(Task to carry out) Across these entries, how many lines contain the word "HostToContainer"? Answer with only the number.

(Exercise material)

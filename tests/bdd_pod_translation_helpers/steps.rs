//! Given/when step definitions for pod translation behavioural scenarios.

use podshim::pod::{Container, EnvVar, Mount, MountPropagation, PodSpec, SecurityContext};
use podshim::translate::{HostUserNamespacePolicy, to_binding_strings, to_flat_strings};
use rstest_bdd_macros::{given, when};

use super::state::{PodTranslationState, StepResult};

#[given("a mount from {host} to {container}")]
fn mount_from_to(pod_translation_state: &PodTranslationState, host: String, container: String) {
    let mut mounts = pod_translation_state.mounts.get().unwrap_or_default();
    mounts.push(Mount::new(host, container));
    pod_translation_state.mounts.set(mounts);
}

#[given("the mount is read-only")]
fn mount_is_read_only(pod_translation_state: &PodTranslationState) -> StepResult<()> {
    update_last_mount(pod_translation_state, |mount| mount.read_only(true))
}

#[given("the mount requests SELinux relabelling")]
fn mount_requests_relabel(pod_translation_state: &PodTranslationState) -> StepResult<()> {
    update_last_mount(pod_translation_state, |mount| mount.selinux_relabel(true))
}

#[given("the mount propagation is {mode}")]
fn mount_propagation_is(
    pod_translation_state: &PodTranslationState,
    mode: String,
) -> StepResult<()> {
    let propagation = MountPropagation::from(mode);
    update_last_mount(pod_translation_state, move |mount| {
        mount.propagation(propagation)
    })
}

fn update_last_mount(
    pod_translation_state: &PodTranslationState,
    update: impl FnOnce(Mount) -> Mount,
) -> StepResult<()> {
    let mut mounts = pod_translation_state.mounts.get().unwrap_or_default();
    let last = mounts
        .pop()
        .ok_or_else(|| String::from("a mount must be declared first"))?;
    mounts.push(update(last));
    pod_translation_state.mounts.set(mounts);
    Ok(())
}

#[given("an environment variable {name} with value {value}")]
fn environment_variable(pod_translation_state: &PodTranslationState, name: String, value: String) {
    let mut env = pod_translation_state.env.get().unwrap_or_default();
    env.push(EnvVar::new(name, value));
    pod_translation_state.env.set(env);
}

#[given("a privileged container named {name}")]
fn privileged_container(pod_translation_state: &PodTranslationState, name: String) {
    push_container(pod_translation_state, name, true);
}

#[given("an unprivileged container named {name}")]
fn unprivileged_container(pod_translation_state: &PodTranslationState, name: String) {
    push_container(pod_translation_state, name, false);
}

fn push_container(pod_translation_state: &PodTranslationState, name: String, privileged: bool) {
    let mut containers = pod_translation_state.containers.get().unwrap_or_default();
    containers.push(Container {
        name,
        security_context: Some(SecurityContext {
            privileged: Some(privileged),
        }),
        ..Container::default()
    });
    pod_translation_state.containers.set(containers);
}

#[when("the mounts are translated")]
fn mounts_are_translated(pod_translation_state: &PodTranslationState) {
    let mounts = pod_translation_state.mounts.get().unwrap_or_default();
    pod_translation_state
        .bindings
        .set(to_binding_strings(&mounts));
}

#[when("the environment is flattened")]
fn environment_is_flattened(pod_translation_state: &PodTranslationState) {
    let env = pod_translation_state.env.get().unwrap_or_default();
    pod_translation_state.flat_env.set(to_flat_strings(&env));
}

#[when("the first-container policy is evaluated")]
fn first_container_policy_evaluated(pod_translation_state: &PodTranslationState) {
    evaluate(pod_translation_state, HostUserNamespacePolicy::FirstContainer);
}

#[when("the any-container policy is evaluated")]
fn any_container_policy_evaluated(pod_translation_state: &PodTranslationState) {
    evaluate(pod_translation_state, HostUserNamespacePolicy::AnyContainer);
}

fn evaluate(pod_translation_state: &PodTranslationState, policy: HostUserNamespacePolicy) {
    let spec = PodSpec {
        containers: pod_translation_state.containers.get().unwrap_or_default(),
    };
    pod_translation_state
        .host_userns
        .set(policy.evaluate(&spec));
}
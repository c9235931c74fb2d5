//! Then-step assertions for pod translation behavioural scenarios.

use podshim::translate::{Advisory, BindingString};
use rstest_bdd_macros::then;

use super::state::{PodTranslationState, StepResult};

fn split_list(expected: &str) -> Vec<&str> {
    expected.split(',').map(str::trim).collect()
}

#[then("the binding strings are {expected}")]
fn binding_strings_are(
    pod_translation_state: &PodTranslationState,
    expected: String,
) -> StepResult<()> {
    let bindings = pod_translation_state
        .bindings
        .get()
        .ok_or_else(|| String::from("mounts should have been translated"))?;
    let actual: Vec<&str> = bindings.value.iter().map(BindingString::as_str).collect();

    // Binding options contain commas, so compare against the joined form.
    if actual.join(",") == expected {
        return Ok(());
    }
    Err(format!("expected bindings {expected}, got {actual:?}"))
}

#[then("no advisories are raised")]
fn no_advisories_raised(pod_translation_state: &PodTranslationState) -> StepResult<()> {
    let bindings = pod_translation_state
        .bindings
        .get()
        .ok_or_else(|| String::from("mounts should have been translated"))?;
    if bindings.has_advisories() {
        return Err(format!(
            "expected no advisories, got {:?}",
            bindings.advisories
        ));
    }
    Ok(())
}

#[then("an unknown propagation advisory is raised for {host_path}")]
fn unknown_propagation_advisory(
    pod_translation_state: &PodTranslationState,
    host_path: String,
) -> StepResult<()> {
    let bindings = pod_translation_state
        .bindings
        .get()
        .ok_or_else(|| String::from("mounts should have been translated"))?;

    match bindings.advisories.as_slice() {
        [Advisory::UnknownPropagation { host_path: actual, .. }] if *actual == host_path => Ok(()),
        other => Err(format!(
            "expected one unknown propagation advisory for {host_path}, got {other:?}"
        )),
    }
}

#[then("the flat environment is {expected}")]
fn flat_environment_is(
    pod_translation_state: &PodTranslationState,
    expected: String,
) -> StepResult<()> {
    let flat_env = pod_translation_state
        .flat_env
        .get()
        .ok_or_else(|| String::from("environment should have been flattened"))?;
    if flat_env == split_list(&expected) {
        return Ok(());
    }
    Err(format!("expected environment {expected}, got {flat_env:?}"))
}

#[then("the host user namespace is required")]
fn host_userns_required(pod_translation_state: &PodTranslationState) -> StepResult<()> {
    expect_host_userns(pod_translation_state, true)
}

#[then("the host user namespace is not required")]
fn host_userns_not_required(pod_translation_state: &PodTranslationState) -> StepResult<()> {
    expect_host_userns(pod_translation_state, false)
}

fn expect_host_userns(
    pod_translation_state: &PodTranslationState,
    expected: bool,
) -> StepResult<()> {
    let actual = pod_translation_state
        .host_userns
        .get()
        .ok_or_else(|| String::from("policy should have been evaluated"))?;
    if actual == expected {
        return Ok(());
    }
    Err(format!(
        "expected host user namespace requirement {expected}, got {actual}"
    ))
}
//! Container environment translation.
//!
//! Values sourced through `valueFrom` (secrets, config maps, pod fields) are
//! not resolved here. Such variables pass through with their literal `value`,
//! which is usually empty.

use serde::Serialize;

use crate::pod::EnvVar;

/// A `name`/`value` pair in the shape the runtime consumes.
#[derive(Debug, Clone, PartialEq, Eq, Serialize)]
pub struct RuntimeEnvVar {
    /// Variable name.
    pub name: String,
    /// Variable value.
    pub value: String,
}

/// Copy declared variables into runtime pairs, preserving order and duplicates.
#[must_use]
pub fn to_runtime_env_list(envs: &[EnvVar]) -> Vec<RuntimeEnvVar> {
    envs.iter()
        .map(|env| {
            if env.value_from.is_some() {
                tracing::debug!(name = %env.name, "valueFrom reference is not resolved");
            }
            RuntimeEnvVar {
                name: env.name.clone(),
                value: env.value.clone(),
            }
        })
        .collect()
}

/// Render declared variables as `name=value` lines in input order.
///
/// Values are not escaped: an `=` or whitespace in a value is passed through
/// as-is.
#[must_use]
pub fn to_flat_strings(envs: &[EnvVar]) -> Vec<String> {
    envs.iter()
        .map(|env| format!("{}={}", env.name, env.value))
        .collect()
}
//! Pod, container, environment, and mount value types.

use std::fmt;

use serde::{Deserialize, Serialize};

/// Namespace assigned to pods whose manifest omits one.
pub const DEFAULT_NAMESPACE: &str = "default";

/// A reference to a key inside a named secret or config map.
#[derive(Debug, Clone, Default, PartialEq, Eq, Deserialize, Serialize)]
pub struct KeySelector {
    /// Name of the referenced object.
    pub name: String,
    /// Key within the referenced object.
    pub key: String,
}

/// A reference to a field of the pod object, e.g. `metadata.name`.
#[derive(Debug, Clone, Default, PartialEq, Eq, Deserialize, Serialize)]
#[serde(rename_all = "camelCase")]
pub struct FieldSelector {
    /// Path of the field to select.
    pub field_path: String,
}

/// Indirect source for an environment variable value.
///
/// Accepted on input so manifests using it still load, but never resolved by
/// the translators.
#[derive(Debug, Clone, Default, PartialEq, Eq, Deserialize, Serialize)]
#[serde(rename_all = "camelCase")]
pub struct EnvVarSource {
    /// Value taken from a secret key.
    pub secret_key_ref: Option<KeySelector>,
    /// Value taken from a config map key.
    pub config_map_key_ref: Option<KeySelector>,
    /// Value taken from a pod field.
    pub field_ref: Option<FieldSelector>,
}

/// An environment variable declared on a container.
#[derive(Debug, Clone, Default, PartialEq, Eq, Deserialize, Serialize)]
#[serde(rename_all = "camelCase")]
pub struct EnvVar {
    /// Variable name.
    pub name: String,

    /// Literal value; empty when the variable is sourced elsewhere.
    #[serde(default)]
    pub value: String,

    /// Indirect value source.
    #[serde(default, skip_serializing_if = "Option::is_none")]
    pub value_from: Option<EnvVarSource>,
}

impl EnvVar {
    /// Build a literal `name=value` variable.
    #[must_use]
    pub fn new(name: impl Into<String>, value: impl Into<String>) -> Self {
        Self {
            name: name.into(),
            value: value.into(),
            value_from: None,
        }
    }
}

/// How mount events propagate between the host and a container.
///
/// Parsed from text so that values the crate does not know are kept verbatim
/// in [`MountPropagation::Unrecognized`] instead of being coerced. An explicit
/// `null` is the same as an absent field and decodes to `Private`.
#[derive(Debug, Clone, Default, PartialEq, Eq, Hash, Deserialize, Serialize)]
#[serde(from = "Option<String>", into = "String")]
pub enum MountPropagation {
    /// No propagation in either direction.
    #[default]
    Private,

    /// Mounts propagate host to container and container to host.
    Bidirectional,

    /// Mounts propagate from the host into the container only.
    HostToContainer,

    /// A propagation mode this crate does not recognise.
    Unrecognized(String),
}

impl MountPropagation {
    /// Canonical text for the mode; the raw text for unrecognised values.
    #[must_use]
    pub fn as_str(&self) -> &str {
        match self {
            Self::Private => "Private",
            Self::Bidirectional => "Bidirectional",
            Self::HostToContainer => "HostToContainer",
            Self::Unrecognized(raw) => raw,
        }
    }
}

impl From<&str> for MountPropagation {
    fn from(value: &str) -> Self {
        match value {
            "Private" | "None" | "PROPAGATION_PRIVATE" => Self::Private,
            "Bidirectional" | "PROPAGATION_BIDIRECTIONAL" => Self::Bidirectional,
            "HostToContainer" | "PROPAGATION_HOST_TO_CONTAINER" => Self::HostToContainer,
            other => Self::Unrecognized(String::from(other)),
        }
    }
}

impl From<String> for MountPropagation {
    fn from(value: String) -> Self {
        match Self::from(value.as_str()) {
            Self::Unrecognized(_) => Self::Unrecognized(value),
            known => known,
        }
    }
}

impl From<Option<String>> for MountPropagation {
    fn from(value: Option<String>) -> Self {
        value.map(Self::from).unwrap_or_default()
    }
}

impl From<MountPropagation> for String {
    fn from(value: MountPropagation) -> Self {
        match value {
            MountPropagation::Unrecognized(raw) => raw,
            known => Self::from(known.as_str()),
        }
    }
}

impl fmt::Display for MountPropagation {
    fn fmt(&self, f: &mut fmt::Formatter<'_>) -> fmt::Result {
        f.write_str(self.as_str())
    }
}

/// A host path bound into a container.
#[derive(Debug, Clone, Default, PartialEq, Eq, Deserialize, Serialize)]
#[serde(rename_all = "camelCase")]
pub struct Mount {
    /// Path on the host. Expected to be non-empty.
    pub host_path: String,

    /// Path inside the container. Expected to be non-empty.
    pub container_path: String,

    /// Mount the path read-only.
    #[serde(default)]
    pub read_only: bool,

    /// Ask the runtime to relabel the volume for `SELinux`.
    #[serde(default, rename = "seLinuxRelabel")]
    pub selinux_relabel: bool,

    /// Mount propagation mode.
    #[serde(default)]
    pub propagation: MountPropagation,
}

impl Mount {
    /// Build a private, writable, unlabelled mount.
    #[must_use]
    pub fn new(host_path: impl Into<String>, container_path: impl Into<String>) -> Self {
        Self {
            host_path: host_path.into(),
            container_path: container_path.into(),
            ..Self::default()
        }
    }

    /// Set the read-only flag.
    #[must_use]
    pub const fn read_only(mut self, read_only: bool) -> Self {
        self.read_only = read_only;
        self
    }

    /// Set the `SELinux` relabel flag.
    #[must_use]
    pub const fn selinux_relabel(mut self, relabel: bool) -> Self {
        self.selinux_relabel = relabel;
        self
    }

    /// Set the propagation mode.
    #[must_use]
    pub fn propagation(mut self, propagation: MountPropagation) -> Self {
        self.propagation = propagation;
        self
    }
}

/// The subset of a container security context the translators consult.
#[derive(Debug, Clone, Copy, Default, PartialEq, Eq, Deserialize, Serialize)]
pub struct SecurityContext {
    /// Run the container privileged. Absent means not privileged.
    #[serde(default)]
    pub privileged: Option<bool>,
}

impl SecurityContext {
    /// Whether the context explicitly requests privileged mode.
    #[must_use]
    pub const fn is_privileged(&self) -> bool {
        matches!(self.privileged, Some(true))
    }
}

/// A single container declared in a pod.
#[derive(Debug, Clone, Default, PartialEq, Eq, Deserialize, Serialize)]
#[serde(rename_all = "camelCase")]
pub struct Container {
    /// Container name, unique within the pod.
    pub name: String,

    /// Image reference.
    #[serde(default)]
    pub image: Option<String>,

    /// Command override.
    #[serde(default)]
    pub command: Option<Vec<String>>,

    /// Declared environment, in order.
    #[serde(default)]
    pub env: Vec<EnvVar>,

    /// Host mounts, in order.
    #[serde(default)]
    pub mounts: Vec<Mount>,

    /// Security context.
    #[serde(default)]
    pub security_context: Option<SecurityContext>,
}

impl Container {
    /// Whether this container's security context requests privileged mode.
    #[must_use]
    pub fn is_privileged(&self) -> bool {
        self.security_context
            .as_ref()
            .is_some_and(SecurityContext::is_privileged)
    }
}

/// The container list of a pod.
#[derive(Debug, Clone, Default, PartialEq, Eq, Deserialize, Serialize)]
pub struct PodSpec {
    /// Containers in declaration order.
    #[serde(default)]
    pub containers: Vec<Container>,
}

/// A pod as handed over by the lifecycle orchestrator.
#[derive(Debug, Clone, PartialEq, Eq, Deserialize, Serialize)]
pub struct Pod {
    /// Pod name.
    pub name: String,

    /// Pod namespace.
    #[serde(default = "default_namespace")]
    pub namespace: String,

    /// Pod specification.
    #[serde(default)]
    pub spec: PodSpec,
}

impl Pod {
    /// Build a pod in the default namespace.
    #[must_use]
    pub fn new(name: impl Into<String>, spec: PodSpec) -> Self {
        Self {
            name: name.into(),
            namespace: default_namespace(),
            spec,
        }
    }

    /// Engine-facing name for one of this pod's containers.
    #[must_use]
    pub fn container_name(&self, container: &Container) -> String {
        format!("{}_{}_{}", self.namespace, self.name, container.name)
    }
}

fn default_namespace() -> String {
    String::from(DEFAULT_NAMESPACE)
}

(Output for this exercise) 3